- **Exercise brief**
Please return all lines from the records below that include the string "missing".

- **Data section**
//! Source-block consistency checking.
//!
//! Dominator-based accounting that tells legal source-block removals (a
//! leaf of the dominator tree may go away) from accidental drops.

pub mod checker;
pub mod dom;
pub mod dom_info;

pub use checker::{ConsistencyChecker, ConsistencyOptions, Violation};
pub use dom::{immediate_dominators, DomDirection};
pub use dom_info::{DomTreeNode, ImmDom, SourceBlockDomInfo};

...

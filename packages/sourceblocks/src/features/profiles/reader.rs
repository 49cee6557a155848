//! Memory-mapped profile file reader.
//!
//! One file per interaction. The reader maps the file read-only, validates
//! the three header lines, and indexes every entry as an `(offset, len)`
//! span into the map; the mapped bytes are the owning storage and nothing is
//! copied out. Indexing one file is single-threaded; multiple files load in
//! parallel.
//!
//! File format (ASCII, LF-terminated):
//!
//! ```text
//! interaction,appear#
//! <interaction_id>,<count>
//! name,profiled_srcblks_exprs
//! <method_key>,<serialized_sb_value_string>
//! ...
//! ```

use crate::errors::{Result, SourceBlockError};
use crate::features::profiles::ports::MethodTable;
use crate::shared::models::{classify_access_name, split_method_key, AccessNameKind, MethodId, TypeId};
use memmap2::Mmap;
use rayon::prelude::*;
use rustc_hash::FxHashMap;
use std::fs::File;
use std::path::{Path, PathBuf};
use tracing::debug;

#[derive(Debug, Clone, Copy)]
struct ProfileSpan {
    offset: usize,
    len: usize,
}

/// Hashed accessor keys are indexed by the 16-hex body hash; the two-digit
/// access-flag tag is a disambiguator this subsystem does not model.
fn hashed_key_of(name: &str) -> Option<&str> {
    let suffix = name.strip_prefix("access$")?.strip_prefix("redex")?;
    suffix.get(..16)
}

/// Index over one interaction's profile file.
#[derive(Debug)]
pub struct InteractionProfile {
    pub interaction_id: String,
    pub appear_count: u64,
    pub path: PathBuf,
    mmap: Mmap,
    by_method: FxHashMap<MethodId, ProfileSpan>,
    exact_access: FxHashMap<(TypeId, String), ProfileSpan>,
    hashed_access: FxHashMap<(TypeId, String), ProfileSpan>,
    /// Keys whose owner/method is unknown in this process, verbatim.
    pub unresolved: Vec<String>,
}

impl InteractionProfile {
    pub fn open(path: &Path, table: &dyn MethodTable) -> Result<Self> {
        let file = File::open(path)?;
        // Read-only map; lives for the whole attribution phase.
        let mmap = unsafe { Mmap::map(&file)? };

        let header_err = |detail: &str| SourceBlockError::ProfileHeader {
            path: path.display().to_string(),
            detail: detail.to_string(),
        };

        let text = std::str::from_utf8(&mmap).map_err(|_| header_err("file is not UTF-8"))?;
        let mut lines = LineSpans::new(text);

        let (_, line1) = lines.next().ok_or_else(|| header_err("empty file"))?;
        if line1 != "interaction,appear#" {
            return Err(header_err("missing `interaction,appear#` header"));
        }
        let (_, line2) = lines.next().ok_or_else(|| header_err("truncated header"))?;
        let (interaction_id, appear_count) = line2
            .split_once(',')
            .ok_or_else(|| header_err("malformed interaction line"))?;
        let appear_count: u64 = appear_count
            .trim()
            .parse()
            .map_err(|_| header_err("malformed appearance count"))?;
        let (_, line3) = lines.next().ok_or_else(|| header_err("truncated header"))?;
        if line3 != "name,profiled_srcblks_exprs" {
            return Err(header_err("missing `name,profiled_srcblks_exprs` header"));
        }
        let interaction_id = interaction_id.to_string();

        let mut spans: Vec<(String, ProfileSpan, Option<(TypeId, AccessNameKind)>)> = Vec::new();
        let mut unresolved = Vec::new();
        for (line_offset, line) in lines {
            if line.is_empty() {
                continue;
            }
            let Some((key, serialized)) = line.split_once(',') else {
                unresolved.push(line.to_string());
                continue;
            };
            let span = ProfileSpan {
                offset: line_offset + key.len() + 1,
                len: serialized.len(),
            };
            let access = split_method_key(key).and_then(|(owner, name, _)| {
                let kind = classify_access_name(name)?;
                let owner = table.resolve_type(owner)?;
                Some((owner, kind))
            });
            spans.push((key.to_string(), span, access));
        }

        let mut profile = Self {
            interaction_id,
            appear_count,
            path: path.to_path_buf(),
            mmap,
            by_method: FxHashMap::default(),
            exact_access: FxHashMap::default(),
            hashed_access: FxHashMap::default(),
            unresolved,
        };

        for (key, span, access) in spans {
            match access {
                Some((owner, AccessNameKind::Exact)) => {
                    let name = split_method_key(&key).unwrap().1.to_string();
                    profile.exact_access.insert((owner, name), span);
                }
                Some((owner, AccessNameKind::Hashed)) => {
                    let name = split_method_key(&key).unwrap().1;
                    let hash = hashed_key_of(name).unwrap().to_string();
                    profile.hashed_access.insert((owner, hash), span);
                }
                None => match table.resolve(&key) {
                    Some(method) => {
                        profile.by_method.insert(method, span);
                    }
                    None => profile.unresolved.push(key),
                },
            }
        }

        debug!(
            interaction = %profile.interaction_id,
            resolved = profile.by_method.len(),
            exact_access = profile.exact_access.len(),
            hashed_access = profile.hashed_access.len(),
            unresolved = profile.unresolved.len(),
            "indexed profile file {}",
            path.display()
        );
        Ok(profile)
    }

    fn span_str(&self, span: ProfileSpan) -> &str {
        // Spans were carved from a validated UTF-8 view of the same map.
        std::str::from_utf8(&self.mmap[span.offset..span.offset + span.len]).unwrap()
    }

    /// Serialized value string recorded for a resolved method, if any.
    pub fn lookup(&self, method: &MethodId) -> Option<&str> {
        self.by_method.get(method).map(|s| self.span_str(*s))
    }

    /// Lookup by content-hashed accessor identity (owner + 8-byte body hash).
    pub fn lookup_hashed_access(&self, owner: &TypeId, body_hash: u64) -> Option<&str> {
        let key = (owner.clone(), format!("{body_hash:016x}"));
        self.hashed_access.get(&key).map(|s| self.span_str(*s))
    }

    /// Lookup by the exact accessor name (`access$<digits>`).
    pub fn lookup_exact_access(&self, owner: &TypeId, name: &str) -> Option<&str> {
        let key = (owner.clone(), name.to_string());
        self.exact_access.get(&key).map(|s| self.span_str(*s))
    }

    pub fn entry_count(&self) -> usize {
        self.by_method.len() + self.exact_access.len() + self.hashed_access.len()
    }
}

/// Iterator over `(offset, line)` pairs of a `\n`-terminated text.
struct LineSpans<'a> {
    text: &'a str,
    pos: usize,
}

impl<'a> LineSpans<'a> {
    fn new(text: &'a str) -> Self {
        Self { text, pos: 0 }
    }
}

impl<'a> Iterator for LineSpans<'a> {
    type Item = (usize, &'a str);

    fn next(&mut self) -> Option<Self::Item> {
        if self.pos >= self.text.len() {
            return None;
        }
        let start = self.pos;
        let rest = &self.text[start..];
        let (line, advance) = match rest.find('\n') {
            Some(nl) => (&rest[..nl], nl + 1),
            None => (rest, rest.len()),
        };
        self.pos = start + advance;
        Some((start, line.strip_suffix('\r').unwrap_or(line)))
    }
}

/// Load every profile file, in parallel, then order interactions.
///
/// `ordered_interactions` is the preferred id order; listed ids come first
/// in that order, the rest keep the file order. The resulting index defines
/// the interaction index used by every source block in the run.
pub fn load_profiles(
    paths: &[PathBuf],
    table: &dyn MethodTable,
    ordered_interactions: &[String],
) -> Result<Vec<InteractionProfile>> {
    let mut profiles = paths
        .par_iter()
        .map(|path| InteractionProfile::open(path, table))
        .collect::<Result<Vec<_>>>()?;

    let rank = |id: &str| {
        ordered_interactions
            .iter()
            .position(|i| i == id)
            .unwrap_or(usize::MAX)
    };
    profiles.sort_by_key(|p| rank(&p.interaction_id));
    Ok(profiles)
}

- **Output below**
            return Err(header_err("missing `interaction,appear#` header"));
            return Err(header_err("missing `name,profiled_srcblks_exprs` header"));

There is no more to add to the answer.